Good and bad points of web design templates

A while ago I was asked to help with a website for a relative’s company. I’m not so hot at all-round website building; the technical aspects aren’t too bad, but I’m no graphic designer and it takes me a while to produce decidedly average layouts. I suggested she take a look at the many online template stores, who employ designers to build attractive layouts and then sell the results reasonably cheaply (on the basis that the design can be used by multiple parties – if you want an exclusive license it’s a lot more). She picked out a template and asked what I thought. My brain was yelling ‘form follows function’, but short of hiring an expensive graphic designer it seemed like the best option, so we bought it. I don’t mind playing around with something that looks good to begin with – in fact, it’s quite good fun – but the main problem in this case was the table-based nature of the design.

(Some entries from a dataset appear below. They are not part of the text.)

/// Moves the tags migration after every other migration
///
/// Returns the new directory name, `None` if there is no tags migration, if it is
/// already the last one or if the target name is taken.
pub fn rename_tags_migration(dir: &Path, today: NaiveDate) -> anyhow::Result<Option<String>> {
    let names = migration_dirs(dir)?;
    let Some(tags) = names.iter().find(|name| name.contains(TAGS_MIGRATION)) else {
        return Ok(None);
    };
    let last = names
        .iter()
        .filter(|name| MIGRATION_PREFIX.is_match(name))
        .next_back();
    if last == Some(tags) {
        return Ok(None);
    }

    let prefix = next_migration_prefix(names.iter().map(String::as_str), today);
    let new_name = format!("{prefix}_{TAGS_MIGRATION}");
    let target = dir.join(&new_name);
    if target.exists() {
        return Ok(None);
    }
    std::fs::rename(dir.join(tags), &target)
        .with_context(|| format!("cannot rename '{tags}' to '{new_name}'"))?;
    Ok(Some(new_name))
}

/// Deletes every tags migration but the first one, returns the names removed
pub fn remove_extra_tags_migrations(dir: &Path) -> anyhow::Result<Vec<String>> {
    let extra = migration_dirs(dir)?
        .into_iter()
        .filter(|name| name.contains(TAGS_MIGRATION))
        .skip(1)
        .collect::<Vec<_>>();
    for name in &extra {
        std::fs::remove_dir_all(dir.join(name))
            .with_context(|| format!("cannot remove '{name}'"))?;
    }
    Ok(extra)
}

/// What was done to the published tags migration
#[derive(Debug, PartialEq)]
pub enum TagsMigration {
    /// The tags table exists: its migration must keep its version, only the
    /// extra copies are removed
    Kept { removed: Vec<String> },
    Renamed(String),
    Untouched,
}

/// Runs the tags migration last, unless the database already has the tags table
pub fn arrange_tags_migration(
    dir: &Path,
    tags_table_exists: bool,
    today: NaiveDate,
) -> anyhow::Result<TagsMigration> {
    if tags_table_exists {
        let removed = remove_extra_tags_migrations(dir)?;
        return Ok(TagsMigration::Kept { removed });
    }
    Ok(rename_tags_migration(dir, today)?
        .map_or(TagsMigration::Untouched, TagsMigration::Renamed))
}

/// Whether the tags table exists, an unreachable database counts as a missing table
async fn tags_table_exists(db_pool: &DbConnectionPoolV2) -> bool {
    let lookup = async {
        let conn = &mut db_pool.get().await?;
        Ok::<_, anyhow::Error>(migrations::table_exists(conn, TAGS_TABLE).await?)
    };
    match lookup.await {
        Ok(exists) => exists,
        Err(err) => {
            debug!(error = %err, "cannot look for the tags table, assuming it is missing");
            false
        }
    }
}

/// Deletes all but the first migration, by name, of each duplicated kind
///
/// Returns the kind and name of each migration removed.
pub fn remove_duplicate_migrations(dir: &Path) -> anyhow::Result<Vec<(&'static str, String)>> {
    let mut removed = Vec::new();
    for (kind, patterns) in DUPLICATE_MIGRATIONS {
        let duplicates = migration_dirs(dir)?
            .into_iter()
            .filter(|name| patterns.iter().any(|pattern| name.contains(pattern)))
            .skip(1)
            .collect::<Vec<_>>();
        for name in duplicates {
            std::fs::remove_dir_all(dir.join(&name))
                .with_context(|| format!("cannot remove '{name}'"))?;
            removed.push((*kind, name));
        }
    }
    Ok(removed)
}

fn defines(content: &str, key: &str) -> bool {
    content.lines().any(|line| {
        line.trim_start()
            .strip_prefix(key)
            .is_some_and(|rest| rest.trim_start().starts_with('='))
    })
}

/// Appends the missing markers to the `.env` file, creating it if needed
///
/// Returns the keys added.
pub fn patch_env(path: &Path) -> anyhow::Result<Vec<&'static str>> {
    let mut content = if path.exists() {
        std::fs::read_to_string(path).with_context(|| format!("cannot read '{}'", path.display()))?
    } else {
        String::new()
    };
    let missing = ENV_MARKERS
        .iter()
        .filter(|(key, _)| !defines(&content, key))
        .collect::<Vec<_>>();
    if missing.is_empty() {
        return Ok(vec![]);
    }
    if !content.is_empty() && !content.ends_with('\n') {
        content.push('\n');
    }
    for (key, value) in &missing {
        content.push_str(&format!("{key}={value}\n"));
    }
    std::fs::write(path, content).with_context(|| format!("cannot write '{}'", path.display()))?;
    Ok(missing.into_iter().map(|(key, _)| *key).collect())
}

/// Applies the migrations published in `dir`, reverting them all first when `fresh`
pub async fn migrate(
    db_pool: &DbConnectionPoolV2,
    dir: &Path,
    fresh: bool,
) -> anyhow::Result<Vec<String>> {
    let source = migrations::published_migrations(dir)?;
    if fresh {
        let reverted = migrations::revert_all_migrations(db_pool, source.clone()).await?;
        info!(count = reverted.len(), "migrations reverted");
    }
    Ok(migrations::run_pending_migrations(db_pool, source).await?)
}

/// Publishes the config and the migrations of a deployment
pub(super) fn publish_files(app_config: &AppConfig, force: bool) -> anyhow::Result<()> {
    let config_path = app_config.config_path();
    match publish_config(&config_path, force)? {
        Publication::Written => println!("✅ Config published to {}", config_path.display()),
        Publication::Kept => println!(
            "Config {} kept, use --force to overwrite it",
            config_path.display()
        ),
    }

    let dir = app_config.migrations_dir();
    let written = publish_migrations(&dir, force)?;
    println!(
        "✅ {} migration(s) published to {}",
        written.len(),
        dir.display()
    );
    Ok(())
}

/// Orders the tags migration and drops the duplicated migrations
pub(super) async fn arrange_migrations(
    app_config: &AppConfig,
    db_pool: &DbConnectionPoolV2,
) -> anyhow::Result<()> {
    let dir = app_config.migrations_dir();
    let today = Utc::now().date_naive();
    match arrange_tags_migration(&dir, tags_table_exists(db_pool).await, today)? {
        TagsMigration::Kept { removed } => {
            for name in removed {
                println!("✅ Removed duplicate tags migration: {name}");
            }
        }
        TagsMigration::Renamed(name) => println!("✅ Tags migration renamed to {}", name.bold()),
        TagsMigration::Untouched => (),
    }
    for (kind, name) in remove_duplicate_migrations(&dir)? {
        println!("✅ Removed duplicate {kind} migration: {name}");
    }
    Ok(())
}
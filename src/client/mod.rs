pub mod api_token;
mod app_config;
pub mod create_admin;
pub mod diagnose;
pub mod diagnose_policies;
pub mod healthcheck;
pub mod install;
mod postgres_config;
pub mod runserver;
mod telemetry_config;
pub mod update;

use api_token::ApiTokenArgs;
pub use app_config::AppConfig;
pub use app_config::CmsConfig;
use clap::Parser;
use clap::Subcommand;
use clap::ValueEnum;
use create_admin::CreateAdminArgs;
use diagnose::DiagnoseArgs;
use install::InstallArgs;
pub use postgres_config::PostgresConfig;
use runserver::RunserverArgs;
pub use telemetry_config::TelemetryConfig;
pub use telemetry_config::TelemetryKind;
use update::UpdateArgs;

use crate::views::OpenApiRoot;

#[derive(Parser, Debug)]
#[command(author, version)]
pub struct Client {
    #[command(flatten)]
    pub postgres_config: PostgresConfig,
    #[command(flatten)]
    pub telemetry_config: TelemetryConfig,
    #[command(flatten)]
    pub app_config: AppConfig,
    #[arg(long, env, value_enum, default_value_t = Color::Auto)]
    pub color: Color,
    /// Version reported by `GET /version`, always provide in production
    #[clap(long, env = "CMS_GIT_DESCRIBE")]
    pub app_version: Option<String>,
    #[command(subcommand)]
    pub command: Commands,
}

#[derive(ValueEnum, Debug, Default, Clone)]
pub enum Color {
    Never,
    Always,
    #[default]
    Auto,
}

#[derive(Subcommand, Debug)]
pub enum Commands {
    Runserver(RunserverArgs),
    #[command(about, long_about = "Checks that the database is reachable")]
    Healthcheck,
    #[command(about, long_about = "Prints the OpenApi of the service")]
    Openapi,
    #[command(
        about,
        long_about = "Publishes the config and the migrations of a deployment, then migrates the database"
    )]
    Install(InstallArgs),
    #[command(about, long_about = "Republishes the config, optionally migrates the database")]
    Update(UpdateArgs),
    #[command(about, long_about = "Creates an admin user along with its personal team")]
    CreateAdmin(CreateAdminArgs),
    #[command(about, long_about = "Issues a read only API token for a user")]
    ApiToken(ApiTokenArgs),
    #[command(about, long_about = "Reports the configuration and the team of a user")]
    Diagnose(DiagnoseArgs),
    #[command(about, long_about = "Prints what a user may do on posts and users")]
    DiagnosePolicies(DiagnoseArgs),
}

/// Prints the OpenApi to stdout
pub fn print_openapi() -> anyhow::Result<()> {
    let openapi = OpenApiRoot::build_openapi();
    print!("{}", serde_yaml::to_string(&openapi)?);
    Ok(())
}

#[cfg(test)]
mod tests {
    use clap::CommandFactory as _;

    use super::*;

    #[test]
    fn cli_definition_is_consistent() {
        Client::command().debug_assert();
    }

    #[test]
    fn install_flags_are_parsed() {
        let client = Client::try_parse_from([
            "cms_core",
            "install",
            "--fresh",
            "--seed",
            "--app-dir",
            "/srv/cms",
        ])
        .expect("valid command line");
        assert_eq!(client.app_config.app_dir.to_str(), Some("/srv/cms"));
        let Commands::Install(args) = client.command else {
            panic!("expected the install command");
        };
        assert!(args.fresh);
        assert!(args.seed);
        assert!(!args.force);
    }
}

The world-wide-web was never designed to be world-wide. It just happened that way. Because of this, the methods for laying out elements on a page were, to begin with, very basic. Every web browser in the world understood different sizes of text, bullet points, tables etc., and this was fine when most websites displayed data and technical information, but as the WWW spread people wanted their pages to look pretty. The simple methods weren’t up to positioning graphics with desktop-publishing-like accuracy, but you could make a reasonable approximation using tables. Make a large three-column table and you’ve got a page layout where you’re able to line up pictures and text relatively neatly.

For a long time, this was the best way to do things. But nobody liked it much. Tables within tables quickly get complex, and the inability of any browser to reliably draw individual cells to a specified height meant blank ‘spacer’ images had to be used to ensure everything lined up correctly. This could, and usually did, become horribly messy. It was normally possible to fudge a solution, but the slightest tweak would send the whole design out of whack, and trying to make sense of your own code, let alone anyone else’s, could be nightmarish.

Eventually a standard called CSS was developed, which was far superior. There was far more scope to position elements precisely, and the background code became much more manageable due to the brevity of CSS – for example, it allowed you to say ‘all images on this page will have a black border’, rather than having to set each image individually. For all the quirks, inconsistencies and outright errors of individual browsers, CSS is still better than tables for positioning. But, admittedly, it’s equally frustrating while you’re learning – tables do at least work the same in all browsers and operating systems.

This particular template company, unfortunately, were sticking with the tables. And it was a horrible, horrible mess. So this morning, after a week of prodding around and finding that every change I made would break something else, I decided I’d keep the design but re-build it from scratch using CSS. Eight hours later and I finally slipped out of the weird daze I go into during web design sessions, but thankfully it’s all finished. Of course, to my client’s eyes it looks exactly the same as it did this morning, but when I have to add something in six months’ time I’ll hopefully be glad I changed it.